#### Working data
--------------------
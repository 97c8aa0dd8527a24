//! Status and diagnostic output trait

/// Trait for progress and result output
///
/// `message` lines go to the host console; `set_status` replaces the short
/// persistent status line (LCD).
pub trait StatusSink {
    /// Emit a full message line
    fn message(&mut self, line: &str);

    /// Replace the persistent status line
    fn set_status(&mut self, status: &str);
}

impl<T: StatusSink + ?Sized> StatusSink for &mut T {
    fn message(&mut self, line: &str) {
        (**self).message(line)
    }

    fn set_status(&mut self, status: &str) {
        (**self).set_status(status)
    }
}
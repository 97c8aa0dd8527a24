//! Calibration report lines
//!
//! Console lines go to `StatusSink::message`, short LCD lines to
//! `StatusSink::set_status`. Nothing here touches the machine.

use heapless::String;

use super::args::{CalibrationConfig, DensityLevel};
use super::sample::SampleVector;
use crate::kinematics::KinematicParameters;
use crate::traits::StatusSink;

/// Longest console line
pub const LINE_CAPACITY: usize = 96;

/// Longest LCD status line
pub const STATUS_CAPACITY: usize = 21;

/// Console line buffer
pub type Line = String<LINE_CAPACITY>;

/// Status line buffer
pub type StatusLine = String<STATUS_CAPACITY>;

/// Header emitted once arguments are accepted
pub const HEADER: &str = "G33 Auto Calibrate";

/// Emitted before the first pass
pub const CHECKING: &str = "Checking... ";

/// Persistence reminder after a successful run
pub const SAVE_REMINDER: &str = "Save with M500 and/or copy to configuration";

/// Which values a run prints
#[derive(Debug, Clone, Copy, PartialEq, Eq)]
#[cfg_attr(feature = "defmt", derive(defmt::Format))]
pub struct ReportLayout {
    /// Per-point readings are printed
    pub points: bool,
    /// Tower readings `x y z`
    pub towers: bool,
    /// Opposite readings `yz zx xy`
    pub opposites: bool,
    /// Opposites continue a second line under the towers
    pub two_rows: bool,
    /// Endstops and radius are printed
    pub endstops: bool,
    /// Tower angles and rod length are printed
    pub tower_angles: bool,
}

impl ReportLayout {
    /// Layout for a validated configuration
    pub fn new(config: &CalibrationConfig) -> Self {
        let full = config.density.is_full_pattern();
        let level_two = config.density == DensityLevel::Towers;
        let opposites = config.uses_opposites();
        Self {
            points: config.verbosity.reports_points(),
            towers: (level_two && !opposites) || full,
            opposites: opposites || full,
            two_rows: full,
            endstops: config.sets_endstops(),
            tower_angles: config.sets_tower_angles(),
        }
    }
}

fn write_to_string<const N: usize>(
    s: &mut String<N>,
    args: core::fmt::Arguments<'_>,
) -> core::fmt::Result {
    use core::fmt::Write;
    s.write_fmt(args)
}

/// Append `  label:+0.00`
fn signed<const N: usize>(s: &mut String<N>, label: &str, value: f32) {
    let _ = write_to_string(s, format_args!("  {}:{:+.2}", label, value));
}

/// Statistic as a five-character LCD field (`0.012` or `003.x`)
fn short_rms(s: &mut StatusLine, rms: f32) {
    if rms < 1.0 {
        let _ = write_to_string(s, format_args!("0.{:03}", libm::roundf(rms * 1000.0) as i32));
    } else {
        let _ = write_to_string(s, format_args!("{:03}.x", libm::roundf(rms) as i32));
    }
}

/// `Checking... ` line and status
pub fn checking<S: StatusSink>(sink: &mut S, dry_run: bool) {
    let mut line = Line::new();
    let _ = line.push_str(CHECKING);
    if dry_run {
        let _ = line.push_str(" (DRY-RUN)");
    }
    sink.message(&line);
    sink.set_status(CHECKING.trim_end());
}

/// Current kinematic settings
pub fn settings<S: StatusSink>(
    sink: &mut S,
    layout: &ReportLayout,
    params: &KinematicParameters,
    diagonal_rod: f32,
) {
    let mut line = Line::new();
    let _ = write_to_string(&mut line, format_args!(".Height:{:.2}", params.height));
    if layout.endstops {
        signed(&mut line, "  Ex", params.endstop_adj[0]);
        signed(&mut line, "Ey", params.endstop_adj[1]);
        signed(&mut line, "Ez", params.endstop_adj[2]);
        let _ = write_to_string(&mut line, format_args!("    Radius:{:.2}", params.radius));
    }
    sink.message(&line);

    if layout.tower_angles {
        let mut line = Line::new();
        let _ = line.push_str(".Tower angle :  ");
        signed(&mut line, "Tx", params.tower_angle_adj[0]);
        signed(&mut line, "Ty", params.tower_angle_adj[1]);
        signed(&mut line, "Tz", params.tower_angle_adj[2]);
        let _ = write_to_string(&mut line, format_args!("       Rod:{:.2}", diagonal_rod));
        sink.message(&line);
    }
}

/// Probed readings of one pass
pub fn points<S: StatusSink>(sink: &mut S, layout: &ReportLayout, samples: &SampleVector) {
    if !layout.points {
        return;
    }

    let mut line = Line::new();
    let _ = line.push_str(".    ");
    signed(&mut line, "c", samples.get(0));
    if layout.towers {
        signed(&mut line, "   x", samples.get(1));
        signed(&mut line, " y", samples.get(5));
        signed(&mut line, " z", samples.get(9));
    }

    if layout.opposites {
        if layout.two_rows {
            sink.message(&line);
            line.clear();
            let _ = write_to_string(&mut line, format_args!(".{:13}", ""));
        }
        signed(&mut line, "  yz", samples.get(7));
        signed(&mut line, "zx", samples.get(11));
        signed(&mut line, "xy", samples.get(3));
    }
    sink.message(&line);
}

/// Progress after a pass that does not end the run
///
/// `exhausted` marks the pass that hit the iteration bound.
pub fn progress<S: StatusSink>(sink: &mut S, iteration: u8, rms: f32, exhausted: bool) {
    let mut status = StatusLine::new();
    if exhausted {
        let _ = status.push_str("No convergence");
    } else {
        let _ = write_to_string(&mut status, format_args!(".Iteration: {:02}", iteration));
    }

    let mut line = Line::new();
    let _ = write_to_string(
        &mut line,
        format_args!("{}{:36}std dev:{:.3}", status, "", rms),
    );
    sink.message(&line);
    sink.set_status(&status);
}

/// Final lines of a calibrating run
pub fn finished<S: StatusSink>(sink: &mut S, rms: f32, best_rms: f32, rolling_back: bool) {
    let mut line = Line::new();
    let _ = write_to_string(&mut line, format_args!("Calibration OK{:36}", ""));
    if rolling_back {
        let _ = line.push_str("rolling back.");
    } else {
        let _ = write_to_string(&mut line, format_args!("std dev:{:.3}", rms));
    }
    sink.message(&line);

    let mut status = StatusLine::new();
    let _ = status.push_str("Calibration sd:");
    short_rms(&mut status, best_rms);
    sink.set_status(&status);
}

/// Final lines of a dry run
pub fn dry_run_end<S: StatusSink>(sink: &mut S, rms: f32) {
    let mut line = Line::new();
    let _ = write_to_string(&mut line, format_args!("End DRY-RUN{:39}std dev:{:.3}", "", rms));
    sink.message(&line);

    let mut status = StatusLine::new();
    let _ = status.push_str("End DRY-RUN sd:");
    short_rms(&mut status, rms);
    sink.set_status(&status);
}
--------------------
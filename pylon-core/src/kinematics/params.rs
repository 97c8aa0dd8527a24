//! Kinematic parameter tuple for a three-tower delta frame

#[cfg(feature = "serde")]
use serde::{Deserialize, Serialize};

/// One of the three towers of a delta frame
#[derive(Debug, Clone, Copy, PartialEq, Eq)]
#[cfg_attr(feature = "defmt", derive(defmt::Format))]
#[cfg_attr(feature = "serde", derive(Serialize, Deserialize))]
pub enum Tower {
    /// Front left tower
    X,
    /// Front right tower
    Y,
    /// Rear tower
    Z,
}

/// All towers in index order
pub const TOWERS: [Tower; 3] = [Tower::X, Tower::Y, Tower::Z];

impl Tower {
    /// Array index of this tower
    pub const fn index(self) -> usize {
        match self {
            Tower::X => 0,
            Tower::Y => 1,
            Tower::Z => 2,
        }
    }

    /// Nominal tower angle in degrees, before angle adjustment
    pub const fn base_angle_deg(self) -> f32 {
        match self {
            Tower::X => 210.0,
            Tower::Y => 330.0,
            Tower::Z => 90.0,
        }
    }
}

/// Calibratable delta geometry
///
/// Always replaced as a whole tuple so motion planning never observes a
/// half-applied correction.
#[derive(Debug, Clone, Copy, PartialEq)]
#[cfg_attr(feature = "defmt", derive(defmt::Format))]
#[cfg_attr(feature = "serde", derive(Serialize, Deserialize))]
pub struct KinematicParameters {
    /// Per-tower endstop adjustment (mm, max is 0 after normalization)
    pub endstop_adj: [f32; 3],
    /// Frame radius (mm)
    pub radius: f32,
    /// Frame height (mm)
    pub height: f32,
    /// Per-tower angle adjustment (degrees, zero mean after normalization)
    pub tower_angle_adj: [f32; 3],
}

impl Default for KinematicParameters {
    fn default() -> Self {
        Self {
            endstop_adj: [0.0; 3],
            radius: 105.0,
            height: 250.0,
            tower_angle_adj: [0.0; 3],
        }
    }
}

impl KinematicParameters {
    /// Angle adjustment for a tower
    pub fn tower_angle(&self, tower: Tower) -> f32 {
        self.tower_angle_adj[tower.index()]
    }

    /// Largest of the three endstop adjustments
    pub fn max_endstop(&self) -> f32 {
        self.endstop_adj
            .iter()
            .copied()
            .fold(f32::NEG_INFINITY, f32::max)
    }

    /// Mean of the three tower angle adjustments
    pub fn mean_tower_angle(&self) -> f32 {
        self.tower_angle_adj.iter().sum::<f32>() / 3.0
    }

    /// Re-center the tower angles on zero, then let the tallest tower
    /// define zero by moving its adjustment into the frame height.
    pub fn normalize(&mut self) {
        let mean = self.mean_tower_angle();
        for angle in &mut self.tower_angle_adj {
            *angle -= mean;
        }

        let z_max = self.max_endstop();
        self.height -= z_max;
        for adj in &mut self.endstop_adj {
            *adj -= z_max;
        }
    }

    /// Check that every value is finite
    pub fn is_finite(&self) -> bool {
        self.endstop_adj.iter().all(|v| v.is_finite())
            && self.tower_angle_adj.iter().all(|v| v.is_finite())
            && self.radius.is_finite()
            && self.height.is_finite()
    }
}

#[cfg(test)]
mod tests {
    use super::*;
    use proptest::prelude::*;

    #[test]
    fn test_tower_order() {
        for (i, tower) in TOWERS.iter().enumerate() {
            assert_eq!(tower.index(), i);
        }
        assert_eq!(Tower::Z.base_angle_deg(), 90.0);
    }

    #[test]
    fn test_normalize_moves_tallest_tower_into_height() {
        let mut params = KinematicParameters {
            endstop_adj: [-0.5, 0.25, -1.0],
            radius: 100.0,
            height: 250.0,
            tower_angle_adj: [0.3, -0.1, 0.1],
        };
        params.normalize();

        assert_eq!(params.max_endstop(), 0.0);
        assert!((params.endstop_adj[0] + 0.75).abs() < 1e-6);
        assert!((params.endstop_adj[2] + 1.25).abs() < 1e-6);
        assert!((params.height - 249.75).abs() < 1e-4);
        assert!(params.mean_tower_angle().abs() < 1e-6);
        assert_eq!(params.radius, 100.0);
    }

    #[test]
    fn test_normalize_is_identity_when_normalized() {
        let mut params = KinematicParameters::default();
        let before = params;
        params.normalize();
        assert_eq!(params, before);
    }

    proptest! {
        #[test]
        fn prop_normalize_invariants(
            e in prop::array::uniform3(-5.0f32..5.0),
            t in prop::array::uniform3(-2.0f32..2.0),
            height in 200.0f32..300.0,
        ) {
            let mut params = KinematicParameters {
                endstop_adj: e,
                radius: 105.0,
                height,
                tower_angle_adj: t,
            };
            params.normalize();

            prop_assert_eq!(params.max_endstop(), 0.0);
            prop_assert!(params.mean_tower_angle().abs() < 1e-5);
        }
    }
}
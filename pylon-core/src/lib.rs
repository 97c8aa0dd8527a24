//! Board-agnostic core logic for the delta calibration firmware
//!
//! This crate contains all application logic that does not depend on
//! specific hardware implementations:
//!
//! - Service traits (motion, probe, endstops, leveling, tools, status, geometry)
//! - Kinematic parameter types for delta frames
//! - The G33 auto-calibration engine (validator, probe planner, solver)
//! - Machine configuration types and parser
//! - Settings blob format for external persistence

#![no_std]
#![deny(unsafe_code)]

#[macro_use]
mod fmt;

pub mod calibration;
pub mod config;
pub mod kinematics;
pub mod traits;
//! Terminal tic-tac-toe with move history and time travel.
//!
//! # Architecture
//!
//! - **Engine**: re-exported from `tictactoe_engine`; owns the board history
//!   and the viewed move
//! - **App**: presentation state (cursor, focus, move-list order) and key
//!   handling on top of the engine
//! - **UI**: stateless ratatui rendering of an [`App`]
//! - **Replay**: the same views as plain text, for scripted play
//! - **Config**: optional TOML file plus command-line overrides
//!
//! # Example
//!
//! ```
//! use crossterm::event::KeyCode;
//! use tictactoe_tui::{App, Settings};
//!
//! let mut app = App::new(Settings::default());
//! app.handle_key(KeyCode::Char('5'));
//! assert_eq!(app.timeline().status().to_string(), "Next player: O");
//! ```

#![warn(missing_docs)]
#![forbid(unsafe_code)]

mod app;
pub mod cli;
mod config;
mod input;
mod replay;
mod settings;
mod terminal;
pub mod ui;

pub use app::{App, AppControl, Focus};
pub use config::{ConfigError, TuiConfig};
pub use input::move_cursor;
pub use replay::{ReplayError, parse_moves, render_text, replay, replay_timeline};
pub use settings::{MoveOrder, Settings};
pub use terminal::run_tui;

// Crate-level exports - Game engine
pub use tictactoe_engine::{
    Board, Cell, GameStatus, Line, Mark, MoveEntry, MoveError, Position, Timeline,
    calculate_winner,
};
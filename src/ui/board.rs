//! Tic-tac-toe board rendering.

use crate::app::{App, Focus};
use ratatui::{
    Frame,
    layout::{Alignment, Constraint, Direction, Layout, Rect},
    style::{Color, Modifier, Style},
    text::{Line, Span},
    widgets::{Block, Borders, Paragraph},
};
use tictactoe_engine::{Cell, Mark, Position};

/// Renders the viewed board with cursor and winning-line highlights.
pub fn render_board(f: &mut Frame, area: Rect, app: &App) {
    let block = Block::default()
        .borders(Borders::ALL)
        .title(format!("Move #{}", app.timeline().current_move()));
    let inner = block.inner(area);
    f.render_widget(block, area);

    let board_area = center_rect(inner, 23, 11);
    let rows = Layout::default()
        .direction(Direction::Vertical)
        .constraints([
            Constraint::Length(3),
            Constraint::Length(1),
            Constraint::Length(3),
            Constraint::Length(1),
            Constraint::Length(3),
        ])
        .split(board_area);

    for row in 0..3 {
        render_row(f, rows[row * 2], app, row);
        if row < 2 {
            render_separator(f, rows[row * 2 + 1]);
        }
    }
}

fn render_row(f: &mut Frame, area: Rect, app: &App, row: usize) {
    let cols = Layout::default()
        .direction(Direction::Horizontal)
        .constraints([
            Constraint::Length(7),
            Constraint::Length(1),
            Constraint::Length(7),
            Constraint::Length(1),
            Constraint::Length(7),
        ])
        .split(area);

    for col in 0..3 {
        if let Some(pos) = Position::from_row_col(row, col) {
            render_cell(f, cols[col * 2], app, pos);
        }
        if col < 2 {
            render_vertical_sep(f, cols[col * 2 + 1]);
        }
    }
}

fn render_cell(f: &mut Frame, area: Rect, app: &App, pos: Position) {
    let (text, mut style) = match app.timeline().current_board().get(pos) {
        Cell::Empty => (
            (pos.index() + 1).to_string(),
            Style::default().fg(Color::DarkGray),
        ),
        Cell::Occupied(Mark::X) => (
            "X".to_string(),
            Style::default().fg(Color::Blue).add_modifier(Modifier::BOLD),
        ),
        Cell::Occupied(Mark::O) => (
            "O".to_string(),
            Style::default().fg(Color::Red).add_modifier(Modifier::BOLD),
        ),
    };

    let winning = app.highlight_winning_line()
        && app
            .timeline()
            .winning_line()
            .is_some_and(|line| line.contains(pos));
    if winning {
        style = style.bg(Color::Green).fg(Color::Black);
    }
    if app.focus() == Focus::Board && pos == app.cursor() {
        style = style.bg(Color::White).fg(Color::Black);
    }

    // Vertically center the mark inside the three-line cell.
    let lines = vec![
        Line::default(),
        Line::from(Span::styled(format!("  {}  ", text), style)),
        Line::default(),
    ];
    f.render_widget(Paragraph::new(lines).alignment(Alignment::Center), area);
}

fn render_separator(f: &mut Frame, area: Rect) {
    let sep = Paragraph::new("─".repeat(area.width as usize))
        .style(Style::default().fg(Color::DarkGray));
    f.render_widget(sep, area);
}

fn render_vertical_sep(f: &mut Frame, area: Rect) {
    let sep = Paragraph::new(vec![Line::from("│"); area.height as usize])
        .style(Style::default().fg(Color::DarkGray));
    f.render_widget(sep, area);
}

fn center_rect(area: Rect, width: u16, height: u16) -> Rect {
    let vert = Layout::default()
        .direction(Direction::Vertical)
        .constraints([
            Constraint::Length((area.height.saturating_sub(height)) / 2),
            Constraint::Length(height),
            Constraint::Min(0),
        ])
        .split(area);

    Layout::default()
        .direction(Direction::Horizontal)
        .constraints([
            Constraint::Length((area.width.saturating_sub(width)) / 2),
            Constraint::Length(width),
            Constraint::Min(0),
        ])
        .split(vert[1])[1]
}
--------------------
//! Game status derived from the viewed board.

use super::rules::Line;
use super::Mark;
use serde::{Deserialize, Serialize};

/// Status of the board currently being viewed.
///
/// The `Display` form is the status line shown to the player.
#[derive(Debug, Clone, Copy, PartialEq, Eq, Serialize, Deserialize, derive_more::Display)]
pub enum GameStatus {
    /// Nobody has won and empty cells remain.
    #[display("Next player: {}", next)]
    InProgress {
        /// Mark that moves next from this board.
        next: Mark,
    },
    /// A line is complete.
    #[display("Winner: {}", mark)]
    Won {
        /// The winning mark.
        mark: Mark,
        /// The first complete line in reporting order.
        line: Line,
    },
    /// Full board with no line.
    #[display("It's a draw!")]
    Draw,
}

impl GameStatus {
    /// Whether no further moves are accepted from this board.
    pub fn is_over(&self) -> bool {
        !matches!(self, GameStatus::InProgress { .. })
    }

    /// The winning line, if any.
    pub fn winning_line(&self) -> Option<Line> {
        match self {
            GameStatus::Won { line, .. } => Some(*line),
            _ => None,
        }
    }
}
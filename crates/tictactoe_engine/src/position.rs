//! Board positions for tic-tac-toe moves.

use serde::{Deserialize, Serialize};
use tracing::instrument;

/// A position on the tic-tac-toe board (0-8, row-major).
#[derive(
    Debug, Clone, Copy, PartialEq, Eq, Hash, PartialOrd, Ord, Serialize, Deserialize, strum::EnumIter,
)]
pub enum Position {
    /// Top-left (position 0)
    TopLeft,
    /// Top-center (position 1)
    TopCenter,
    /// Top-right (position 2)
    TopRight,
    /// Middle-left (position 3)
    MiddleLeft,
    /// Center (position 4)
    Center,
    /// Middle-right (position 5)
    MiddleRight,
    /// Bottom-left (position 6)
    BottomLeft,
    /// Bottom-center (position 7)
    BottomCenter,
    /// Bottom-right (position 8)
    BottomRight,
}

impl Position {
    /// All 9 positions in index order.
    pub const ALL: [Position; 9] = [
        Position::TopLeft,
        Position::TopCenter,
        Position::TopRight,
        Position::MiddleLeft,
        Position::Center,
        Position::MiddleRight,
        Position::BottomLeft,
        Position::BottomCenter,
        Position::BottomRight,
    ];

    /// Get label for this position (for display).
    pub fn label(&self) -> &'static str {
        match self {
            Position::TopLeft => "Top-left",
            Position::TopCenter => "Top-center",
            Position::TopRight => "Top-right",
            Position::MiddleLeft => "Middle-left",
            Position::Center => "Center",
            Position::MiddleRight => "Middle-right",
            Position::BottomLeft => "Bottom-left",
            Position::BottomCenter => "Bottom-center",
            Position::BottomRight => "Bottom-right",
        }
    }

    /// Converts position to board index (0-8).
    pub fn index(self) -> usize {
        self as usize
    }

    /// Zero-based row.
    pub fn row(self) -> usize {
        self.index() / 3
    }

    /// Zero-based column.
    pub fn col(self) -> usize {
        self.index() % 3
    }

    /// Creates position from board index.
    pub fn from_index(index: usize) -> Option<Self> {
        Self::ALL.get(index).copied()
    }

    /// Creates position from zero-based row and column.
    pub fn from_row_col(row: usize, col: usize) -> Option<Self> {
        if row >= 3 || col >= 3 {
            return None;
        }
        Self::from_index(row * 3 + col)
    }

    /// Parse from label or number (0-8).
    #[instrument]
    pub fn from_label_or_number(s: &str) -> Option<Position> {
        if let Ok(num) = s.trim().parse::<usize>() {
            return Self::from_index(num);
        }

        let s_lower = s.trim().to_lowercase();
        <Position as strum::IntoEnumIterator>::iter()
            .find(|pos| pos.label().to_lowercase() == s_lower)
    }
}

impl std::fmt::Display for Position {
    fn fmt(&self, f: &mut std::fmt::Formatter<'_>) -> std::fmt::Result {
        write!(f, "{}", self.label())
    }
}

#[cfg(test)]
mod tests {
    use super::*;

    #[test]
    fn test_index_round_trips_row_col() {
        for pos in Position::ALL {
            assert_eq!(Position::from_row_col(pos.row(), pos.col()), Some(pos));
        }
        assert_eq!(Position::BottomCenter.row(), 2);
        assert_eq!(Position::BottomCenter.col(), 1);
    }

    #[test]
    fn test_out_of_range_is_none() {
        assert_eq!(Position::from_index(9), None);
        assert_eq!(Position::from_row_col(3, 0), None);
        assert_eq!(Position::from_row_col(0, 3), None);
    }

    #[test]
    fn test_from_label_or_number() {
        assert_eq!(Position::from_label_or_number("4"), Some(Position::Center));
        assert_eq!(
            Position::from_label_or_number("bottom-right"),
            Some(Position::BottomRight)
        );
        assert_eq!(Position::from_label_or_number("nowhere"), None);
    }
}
--------------------
#### To do
What you give back must be the stretch above, starting at the line with "the first pass" and ending at the line with "pub fn new(config: &CalibrationConfig)", copied exactly.

#### Answer for this exercise
/// Emitted before the first pass
pub const CHECKING: &str = "Checking... ";

/// Persistence reminder after a successful run
pub const SAVE_REMINDER: &str = "Save with M500 and/or copy to configuration";

/// Which values a run prints
#[derive(Debug, Clone, Copy, PartialEq, Eq)]
#[cfg_attr(feature = "defmt", derive(defmt::Format))]
pub struct ReportLayout {
    /// Per-point readings are printed
    pub points: bool,
    /// Tower readings `x y z`
    pub towers: bool,
    /// Opposite readings `yz zx xy`
    pub opposites: bool,
    /// Opposites continue a second line under the towers
    pub two_rows: bool,
    /// Endstops and radius are printed
    pub endstops: bool,
    /// Tower angles and rod length are printed
    pub tower_angles: bool,
}

impl ReportLayout {
    /// Layout for a validated configuration
    pub fn new(config: &CalibrationConfig) -> Self {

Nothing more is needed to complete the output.